Стали искать какую-нибудь лазейку понеприметнее. И действительно нашли! Лестница вверх шириной в метр между двумя заборами – к счастью, чаще прозрачными, чем глухими. Только табличка «via такая-то» позволяла надеяться, что это не просто тропинка к чьей-то усадьбе. Ни одной живой души. Среди лимонов, апельсинов, пальм и прочего парадиза взбираемся все дальше и дальше вверх. На поворотах сквозь просветы в листве проглядывает городок, лесистая гора напротив, уголки моря. Но вот кончились усадьбы, еще немного вверх сквозь лес – и вдруг открывается голый отрог скалы, откуда видно всё: обе горы острова, городок Капри внизу между ними, море к северу, море к югу. А до вершины нашей горы кажется уже совсем близко; но от нее нас отделяет вертикальная голая серо-коричневая стена. Открытое солнце и ветер. Корабль из Неаполя движется к пристани, оставляя длинный белый след по синему. Игрушечный двухвагонный фуникулерчик всползает вверх по склону.

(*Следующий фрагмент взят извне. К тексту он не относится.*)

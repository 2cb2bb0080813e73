//! Query compiler: normalized conditions → Query DSL document.
//!
//! # Output shape
//!
//! ```text
//! []            →  {"query":{"match_all":{}}}
//! [c1, c2, …]   →  {"query":{"bool":{"must":[clause(c1), clause(c2), …]}}}
//! ```
//!
//! Clause order follows input order and compilation is deterministic: the
//! same normalized input always yields byte-identical output.

use serde_json::{json, Map, Value};

use super::condition::Operator;
use super::normalize::{CoercedValue, NormalizedCondition};
use super::schema::FieldType;

/// Compile a normalized condition list to a DSL document string.
#[must_use]
pub fn compile(conditions: &[NormalizedCondition]) -> String {
    compile_value(conditions).to_string()
}

/// Compile to a JSON value instead of a string.
#[must_use]
pub fn compile_value(conditions: &[NormalizedCondition]) -> Value {
    if conditions.is_empty() {
        return json!({"query": {"match_all": {}}});
    }
    let must: Vec<Value> = conditions.iter().map(clause).collect();
    json!({"query": {"bool": {"must": must}}})
}

/// One DSL clause per condition, keyed by `(field type, operator)`.
fn clause(condition: &NormalizedCondition) -> Value {
    if condition.field_type == FieldType::Date {
        return date_clause(condition);
    }

    match condition.operator {
        Some(Operator::Eq) => equality(condition),
        Some(Operator::Ne) => wrap("bool", wrap("must_not", equality(condition))),
        Some(Operator::Gt) => range(condition, "gt"),
        Some(Operator::Gte) => range(condition, "gte"),
        Some(Operator::Lt) => range(condition, "lt"),
        Some(Operator::Lte) => range(condition, "lte"),
        Some(Operator::Contains) => leaf("match", condition),
        Some(Operator::StartsWith) => leaf("prefix", condition),
        Some(Operator::EndsWith) => wrap(
            "wildcard",
            wrap(&condition.field, Value::String(format!("*{}", text_of(condition)))),
        ),
        // Unrecognized operator: fall back to a match clause
        None => leaf("match", condition),
    }
}

fn date_clause(condition: &NormalizedCondition) -> Value {
    match &condition.value {
        CoercedValue::DayRange { start, end } => {
            let mut bounds = Map::new();
            bounds.insert("gte".into(), Value::String(start.clone()));
            bounds.insert("lte".into(), Value::String(end.clone()));
            wrap("range", wrap(&condition.field, Value::Object(bounds)))
        }
        CoercedValue::Instant(_) => match condition.operator {
            Some(Operator::Gt) => range(condition, "gt"),
            Some(Operator::Gte) => range(condition, "gte"),
            Some(Operator::Lt) => range(condition, "lt"),
            Some(Operator::Lte) => range(condition, "lte"),
            // Anything else degrades to a point range
            _ => {
                let value = value_of(condition);
                let mut bounds = Map::new();
                bounds.insert("gte".into(), value.clone());
                bounds.insert("lte".into(), value);
                wrap("range", wrap(&condition.field, Value::Object(bounds)))
            }
        },
        // A date condition always coerces to an instant or a day range;
        // keep the degenerate case total anyway.
        _ => leaf("match", condition),
    }
}

/// `match` for text-typed fields, `term` for everything else.
fn equality(condition: &NormalizedCondition) -> Value {
    let kind = if condition.field_type == FieldType::Text {
        "match"
    } else {
        "term"
    };
    leaf(kind, condition)
}

fn range(condition: &NormalizedCondition, bound: &str) -> Value {
    wrap(
        "range",
        wrap(&condition.field, wrap(bound, value_of(condition))),
    )
}

fn leaf(kind: &str, condition: &NormalizedCondition) -> Value {
    wrap(kind, wrap(&condition.field, value_of(condition)))
}

fn wrap(key: &str, value: Value) -> Value {
    let mut object = Map::new();
    object.insert(key.to_string(), value);
    Value::Object(object)
}

fn value_of(condition: &NormalizedCondition) -> Value {
    match &condition.value {
        CoercedValue::Text(s) => Value::String(s.clone()),
        CoercedValue::Number(n) => Value::Number(n.clone()),
        CoercedValue::Instant(s) => Value::String(s.clone()),
        // Range values are handled by the date branch; collapse to the start
        // bound if one ever reaches a scalar position.
        CoercedValue::DayRange { start, .. } => Value::String(start.clone()),
    }
}

fn text_of(condition: &NormalizedCondition) -> String {
    match value_of(condition) {
        Value::String(s) => s,
        other => other.to_string(),
    }
}
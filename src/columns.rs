//! Result projection: the column model for rendered hit tables.
//!
//! Columns are derived from the first document of a result batch: `_id`
//! plus every key of that document's source map, in source order. Order,
//! visibility, width, and pin side are user-driven state; mutations are
//! pure transitions validated only against "key exists in the candidate
//! set". Reordering is a standalone reducer so it stays testable without
//! any event layer.

use std::collections::{HashMap, HashSet};

use serde_json::{Map, Value};

/// Synthetic identifier column, always first in a fresh order.
pub const ID_COLUMN: &str = "_id";

const DEFAULT_WIDTH: u32 = 200;

/// Which edge a column is pinned to.
#[derive(Debug, Clone, Copy, PartialEq, Eq)]
pub enum PinSide {
    Left,
    Right,
}

/// Per-column presentation state.
#[derive(Debug, Clone, PartialEq, Eq)]
pub struct ColumnState {
    /// Rendered width in pixels
    pub width: u32,
    /// Pin side, if pinned
    pub pinned: Option<PinSide>,
}

impl Default for ColumnState {
    fn default() -> Self {
        Self {
            width: DEFAULT_WIDTH,
            pinned: None,
        }
    }
}

/// Column set, order, visibility, and per-column state for one result shape.
#[derive(Debug, Clone, Default)]
pub struct ColumnModel {
    order: Vec<String>,
    visible: HashSet<String>,
    states: HashMap<String, ColumnState>,
    initialized: bool,
}

impl ColumnModel {
    #[must_use]
    pub fn new() -> Self {
        Self::default()
    }

    /// Drop all columns and user state; the next [`observe`](Self::observe)
    /// reinitializes from scratch.
    pub fn reset(&mut self) {
        self.order.clear();
        self.visible.clear();
        self.states.clear();
        self.initialized = false;
    }

    /// Feed the first document of a result batch into the model.
    ///
    /// After a reset this initializes the candidate set (all visible,
    /// default widths, no pins). Without a reset, existing column state is
    /// preserved and newly seen keys are appended at the end.
    pub fn observe(&mut self, source: &Map<String, Value>) {
        if !self.initialized {
            self.order.push(ID_COLUMN.to_string());
            self.visible.insert(ID_COLUMN.to_string());
            self.states.insert(ID_COLUMN.to_string(), ColumnState::default());
            self.initialized = true;
        }
        for key in source.keys() {
            if !self.states.contains_key(key) {
                self.order.push(key.clone());
                self.visible.insert(key.clone());
                self.states.insert(key.clone(), ColumnState::default());
            }
        }
    }

    /// Current column keys in display order.
    #[must_use]
    pub fn order(&self) -> &[String] {
        &self.order
    }

    /// Column keys that are both ordered and visible.
    #[must_use]
    pub fn visible_columns(&self) -> Vec<&str> {
        self.order
            .iter()
            .filter(|key| self.visible.contains(key.as_str()))
            .map(String::as_str)
            .collect()
    }

    #[must_use]
    pub fn is_visible(&self, key: &str) -> bool {
        self.visible.contains(key)
    }

    #[must_use]
    pub fn state(&self, key: &str) -> Option<&ColumnState> {
        self.states.get(key)
    }

    /// Show or hide a column. Returns false for unknown keys.
    pub fn set_visible(&mut self, key: &str, visible: bool) -> bool {
        if !self.states.contains_key(key) {
            return false;
        }
        if visible {
            self.visible.insert(key.to_string());
        } else {
            self.visible.remove(key);
        }
        true
    }

    /// Resize a column. Returns false for unknown keys.
    pub fn set_width(&mut self, key: &str, width: u32) -> bool {
        match self.states.get_mut(key) {
            Some(state) => {
                state.width = width;
                true
            }
            None => false,
        }
    }

    /// Pin or unpin a column. Returns false for unknown keys.
    pub fn set_pinned(&mut self, key: &str, pinned: Option<PinSide>) -> bool {
        match self.states.get_mut(key) {
            Some(state) => {
                state.pinned = pinned;
                true
            }
            None => false,
        }
    }

    /// Apply a drag-to-reorder gesture. Returns false when either key is
    /// unknown (the order is left untouched).
    pub fn move_column(&mut self, dragged: &str, target: &str) -> bool {
        match reorder(&self.order, dragged, target) {
            Some(next) => {
                self.order = next;
                true
            }
            None => false,
        }
    }
}

/// Pure reorder reducer: move `dragged` to `target`'s slot.
///
/// `None` when either key is missing from the order. Dropping a column on
/// itself is a no-op.
#[must_use]
pub fn reorder(order: &[String], dragged: &str, target: &str) -> Option<Vec<String>> {
    let from = order.iter().position(|key| key == dragged)?;
    let to = order.iter().position(|key| key == target)?;
    let mut next = order.to_vec();
    let column = next.remove(from);
    next.insert(to, column);
    Some(next)
}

Спуститься к пристани решили от начала до конца пешком. На одном из поворотов глаз упирается буквально в стену из бесчисленных роскошных лимонов. Срабатывает фотографический рефлекс: «Анюта, – говорю, – посмотри, какие лимоны! Надо бы снять». – «Да, надо бы, – отвечает, – только как ты до них дотянешься! Сквозь решетку даже руку не просунуть!»
На берегу немного зазевались около забегаловки – и вот уже бандитского вида хозяин почти силой усадил нас за столик. И совсем уж грубый просчет и провал исторической памяти: заказали не два кофе, а кофе и чай. А чай в итальянском исполнении для туристов – это такой особый тест на выживаемость. На чем именно он заваривается, доподлинно неизвестно, но только не на воде. Попробовав его в свое время первый раз в кафе около Колизея, я решил, что на помоях после мытья клеток из-под колизейских тигров. Мыли, видимо, с содой. На Капри не ударили в грязь лицом и от Колизея не отстали нимало. Анюта, едва-едва приблизив один раз нос, второй раз понюхать решительно отказалась.

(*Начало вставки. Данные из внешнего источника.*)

//! # es-console
//!
//! Engine core for a desktop Elasticsearch administration client.
//!
//! ## Architecture
//!
//! ```text
//! ┌─────────────────────────────────────────────────────────────┐
//! │                     ConnectionManager                       │
//! │  • One live EsClient per connection id                     │
//! │  • Remembered connections via ConnectionStore              │
//! └─────────────────────────────────────────────────────────────┘
//!                              │
//!                              ▼
//! ┌─────────────────────────────────────────────────────────────┐
//! │                       SearchSession                         │
//! │  • Active index + generation-guarded fetches               │
//! │  • Condition list → normalize → compile → Query DSL        │
//! │  • Column model for rendered results                       │
//! │  • Saved searches via SavedSearchStore                     │
//! └─────────────────────────────────────────────────────────────┘
//!                              │
//!                              ▼
//! ┌─────────────────────────────────────────────────────────────┐
//! │                         EsClient                            │
//! │  • reqwest plumbing over the cluster REST API              │
//! │  • _cat/indices, _cluster/*, _search, _snapshot/*          │
//! └─────────────────────────────────────────────────────────────┘
//! ```
//!
//! ## Quick Start
//!
//! ```rust,no_run
//! use std::sync::Arc;
//! use es_console::{
//!     ConnectionInfo, ConnectionManager, EsConnectionConfig, SqliteStore,
//! };
//!
//! #[tokio::main]
//! async fn main() -> Result<(), Box<dyn std::error::Error>> {
//!     let store = Arc::new(SqliteStore::connect("sqlite:console.db").await?);
//!     let console = ConnectionManager::new(store);
//!
//!     let info = ConnectionInfo {
//!         id: "local".into(),
//!         name: "Local cluster".into(),
//!         hosts: vec!["http://localhost:9200".into()],
//!         is_active: true,
//!     };
//!     console.connect(EsConnectionConfig::default(), info).await?;
//!
//!     let session = console.open_session("local").await?;
//!     session.refresh_indices().await?;
//!     let stats = session.search().await?;
//!     println!("{stats}");
//!     Ok(())
//! }
//! ```
//!
//! ## Modules
//!
//! - [`console`]: the [`ConnectionManager`] command surface
//! - [`session`]: per-connection [`session::SearchSession`] orchestration
//! - [`search`]: the pure condition → Query DSL pipeline
//! - [`columns`]: result projection and the column model
//! - [`client`]: HTTP client for the cluster REST API
//! - [`storage`]: saved searches and remembered connections

pub mod client;
pub mod columns;
pub mod config;
pub mod console;
pub mod error;
pub mod metrics;
pub mod search;
pub mod session;
pub mod storage;

pub use client::{
    ClusterHealth, ClusterInfo, ConnectionInfo, EsClient, IndexInfo, NodeInfo, SearchHit,
    SearchResponse, ShardInfo, Snapshot, SnapshotRepository,
};
pub use columns::{ColumnModel, ColumnState, PinSide};
pub use config::EsConnectionConfig;
pub use console::ConnectionManager;
pub use error::{ConsoleError, ConsoleResult};
pub use search::{
    operator_options, FieldMetadata, FieldType, Operator, QueryError, SavedSearch,
    SearchCondition,
};
pub use session::{SearchSession, SearchStats};
pub use storage::{InMemoryStore, SavedConnection, SqliteStore, StorageError};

Возвращение в Неаполь – конец каникул. Пора в обратный путь. Поезд Неаполь – Рим, и в 21.10 мне уже предстоит отправиться с Termini обратно в Германию. Но железнодорожные шутки еще не кончились. В 21 час поезд Сиракузы – Мюнхен уже у перрона. Добираемся до моего вагона № 264. У дверей очередь пассажиров. Спокойно становлюсь в конец очереди. Лишь через некоторое время обнаруживаю, что очередь никуда не движется: никакого проводника у двери нет, и дверь наглухо заперта. Просто почти все пассажиры немцы, и им в голову не приходит что-нибудь делать, кроме как спокойно ждать. До отправления остается пять минут, у всех остальных вагонов уже никого нет – все сели. По перрону бежит запыхавшаяся дамочка: «Это вагон 264?» – «Да», – говорят. – «Уф! Повезло! Успела!» – и со счастливой физиономией плюхается в хвосте очереди на свой чемодан. Я говорю Анюте: «Иди вдоль поезда, найди хоть какого-нибудь проводника и объясни ему, что здесь происходит». Она идет и через некоторое время возвращается со словами: «Он сказал: этого не может быть. В вагоне должен быть свой проводник, который садится в Риме. А до Рима этот вагон идет пустым». Я посылаю ее снова: «Тогда иди найди начальника поезда». И вот минуты за две до отправления она приходит с кем-то в форме, кто отпирает дверь. И без всякого проводника и без всякой проверки билетов люди начинают запихиваться в вагон.
А совсем уже в последние секунды бежит еще один опоздавший пассажир, пожилой, пузатый, с выпученными глазами, пот льет градом, вот-вот его хватит инфаркт. Поднять свой чемоданище на ступеньки он уже не может и затравленно водит глазами по сторонам. Спортивного вида немец сжалился над ним и взволок чемодан. И поезд уже пошел. Прощально машу спасительнице Анюте.
А минут через пятнадцать, вылезши из своего купе в коридор, вижу: в фуражке, в полном форменном облачении наш пузатый уже проходит хозяином по вагону: «Сдавайте паспорта!».